Peak Of The Rut

    The past week must have been the peak of rutting — or mating — activity for whitetails in northern Minnesota and northern Wisconsin. The rut, as it’s called, is triggered initially by the change in daylight hours (called photoperiod). That spurs hormone production in whitetails, and they begin looking for the right partner with which to mate.

    The rut in Minnesota is said to peak typically around Nov. 10 to 12, but weather conditions can also affect it. Cold weather seems to spur the rut. The past week must have been peak mating time, because I’ve talked to many, many people who have had stories of encounters with bucks on the move or bucks chasing does.

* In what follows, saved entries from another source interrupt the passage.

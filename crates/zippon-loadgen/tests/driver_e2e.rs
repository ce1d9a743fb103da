use std::time::Duration;

use zippon_loadgen::{
    run_load, ChannelConfig, ChannelError, LoadObserver, LoadPlan, RecordGenerator, Response,
    SessionReport,
};

fn plan(mode: &str, sessions: usize, records_per_session: usize) -> LoadPlan {
    LoadPlan {
        sessions,
        records_per_session,
        seed: Some(42),
        channel: ChannelConfig::new(env!("CARGO_BIN_EXE_zippon_stub"))
            .with_args([mode])
            .with_response_timeout(Duration::from_secs(10))
            .with_shutdown_grace(Duration::from_secs(5)),
    }
}

#[derive(Default)]
struct Recorder {
    responses: Vec<(usize, usize, Response)>,
    sessions: Vec<SessionReport>,
}

impl LoadObserver for Recorder {
    fn on_response(&mut self, session: usize, request: usize, response: &Response) {
        self.responses.push((session, request, response.clone()));
    }

    fn on_session_end(&mut self, report: &SessionReport) {
        self.sessions.push(report.clone());
    }
}

#[test]
fn echoed_load_replays_the_seeded_command_stream() {
    let mut recorder = Recorder::default();
    let report = run_load(&plan("echo", 3, 4), &mut recorder).expect("load");

    assert_eq!(report.total_requests, 12);
    assert_eq!(report.truncated_responses, 0);
    assert_eq!(report.sessions.len(), 3);
    assert_eq!(recorder.sessions, report.sessions);

    // One generator spans all sessions, so the echoes are the seeded stream.
    let expected: Vec<String> = RecordGenerator::seeded(42).take(12).collect();
    let echoed: Vec<String> = recorder.responses.iter().map(|(_, _, r)| r.text.clone()).collect();
    assert_eq!(echoed, expected);

    let bytes: usize = expected.iter().map(String::len).sum();
    assert_eq!(report.total_response_bytes, bytes);

    for (i, session) in report.sessions.iter().enumerate() {
        assert_eq!(session.index, i);
        assert_eq!(session.requests, 4);
        assert_eq!(session.exit_code, Some(0));
    }
}

#[test]
fn truncated_sessions_are_counted() {
    // The stub answers each session's only request partially, then exits.
    let result = run_load(&plan("truncate", 2, 1), &mut ());
    let report = result.expect("load");
    assert_eq!(report.total_requests, 2);
    assert_eq!(report.truncated_responses, 2);
}

#[test]
fn silent_collaborator_fails_the_run_with_a_timeout() {
    let mut plan = plan("silent", 2, 2);
    plan.channel = plan
        .channel
        .with_response_timeout(Duration::from_millis(150))
        .with_shutdown_grace(Duration::from_millis(50));

    let mut recorder = Recorder::default();
    let err = run_load(&plan, &mut recorder).unwrap_err();
    assert!(matches!(err, ChannelError::Timeout(_)), "{err}");
    assert!(recorder.sessions.is_empty());
}

#[test]
fn report_serializes_to_versioned_json() {
    let report = run_load(&plan("ok", 1, 2), &mut ()).expect("load");
    let json = serde_json::to_value(&report).expect("json");
    assert_eq!(json["version"], "zippon_loadgen_report_v1");
    assert_eq!(json["total_requests"], 2);
    assert_eq!(json["sessions"][0]["response_bytes"], 4);
}
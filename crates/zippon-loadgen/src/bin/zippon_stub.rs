//! Stand-in collaborator for the integration tests.
//!
//! Reads `run "<body>"` / `quit` lines on stdin and answers on stdout with
//! ETX-terminated frames, shaped by the mode argument.

use std::env;
use std::io::{self, BufRead, Write};
use std::process;
use std::thread;

use zippon_loadgen::ETX;

const USAGE: &str = "usage: zippon_stub [echo|ok|trailing|truncate|silent|exit|stderr]";

#[derive(Clone, Copy, PartialEq, Eq)]
enum Mode {
    /// Answer with the request body.
    Echo,
    /// Answer `OK` to every request.
    Ok,
    /// Echo, then write bytes after the ETX that never get terminated.
    Trailing,
    /// Write part of an answer to the first request, then exit.
    Truncate,
    /// Never answer, ignore `quit`, and stay alive after stdin closes.
    Silent,
    /// Exit before reading anything.
    Exit,
    /// Echo after flooding stderr.
    Stderr,
}

fn parse_mode(arg: Option<&str>) -> Option<Mode> {
    Some(match arg.unwrap_or("echo") {
        "echo" => Mode::Echo,
        "ok" => Mode::Ok,
        "trailing" => Mode::Trailing,
        "truncate" => Mode::Truncate,
        "silent" => Mode::Silent,
        "exit" => Mode::Exit,
        "stderr" => Mode::Stderr,
        _ => return None,
    })
}

fn main() {
    let mut args = env::args().skip(1);
    let Some(mode) = parse_mode(args.next().as_deref()) else {
        eprintln!("{USAGE}");
        process::exit(2);
    };
    if args.next().is_some() {
        eprintln!("{USAGE}");
        process::exit(2);
    }
    if mode == Mode::Exit {
        return;
    }

    if let Err(err) = serve(mode) {
        eprintln!("zippon_stub: {err}");
        process::exit(1);
    }
}

fn serve(mode: Mode) -> io::Result<()> {
    let stdin = io::stdin();
    let stdout = io::stdout();
    let mut out = stdout.lock();

    for line in stdin.lock().lines() {
        let line = line?;
        let line = line.trim_end();

        if line == "quit" {
            if mode == Mode::Silent {
                continue;
            }
            return Ok(());
        }
        let Some(body) = line
            .strip_prefix("run \"")
            .and_then(|rest| rest.strip_suffix('"'))
        else {
            write_frame(&mut out, format!("Error: unknown request `{line}`").as_bytes())?;
            continue;
        };

        match mode {
            Mode::Echo => write_frame(&mut out, body.as_bytes())?,
            Mode::Ok => write_frame(&mut out, b"OK\n")?,
            Mode::Trailing => {
                // One write, so the tail is already buffered when the frame lands.
                let mut bytes = body.as_bytes().to_vec();
                bytes.push(ETX);
                bytes.extend_from_slice(b"after-etx noise");
                out.write_all(&bytes)?;
                out.flush()?;
            }
            Mode::Truncate => {
                out.write_all(b"partial ")?;
                out.write_all(&body.as_bytes()[..body.len().min(8)])?;
                out.flush()?;
                return Ok(());
            }
            Mode::Stderr => {
                let stderr = io::stderr();
                let mut err = stderr.lock();
                for i in 0..4096 {
                    writeln!(err, "stub diagnostic line {i}: {}", "x".repeat(48))?;
                }
                write_frame(&mut out, body.as_bytes())?;
            }
            Mode::Silent | Mode::Exit => {}
        }
    }

    if mode == Mode::Silent {
        loop {
            thread::park();
        }
    }
    Ok(())
}

fn write_frame(out: &mut impl Write, text: &[u8]) -> io::Result<()> {
    out.write_all(text)?;
    out.write_all(&[ETX])?;
    out.flush()
}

    Of course, when the rut gets cranking, whitetails often are less cautious, which is why it pays to drive a little more slowly this time of year, even in the city of Duluth. I saw a six-point buck ambling through my neighbor’s yard the other day as if it were a cat out for a walk. Lah-de-dah. Another day in the neighborhood. A photographer friend of mine saw a buck and a doe at the end of a pier on the waterfront, apparently where the buck had chased the not-quite-willing doe. The doe managed to get past the buck and lead him back to land, but her mood didn’t change.

    Another friend had to nearly stop in the middle of Arrowhead Road on Sunday, then drive around a large buck that seemed unwilling to give any ground. Crazy things happen in the rut.

    The lingering rut meant that hunters in Minnesota’s final week of their 16-day season and hunters on opening weekend of Wisconsin’s nine-day season both benefited from the increased whitetail movements.

    Any does that weren’t bred in this rut likely will be bred during a secondary rut in December, said my friend and wildlife author Michael Furtman. Most does will drop their fawns about June 1 next summer, and we’ll start the cycle all over again.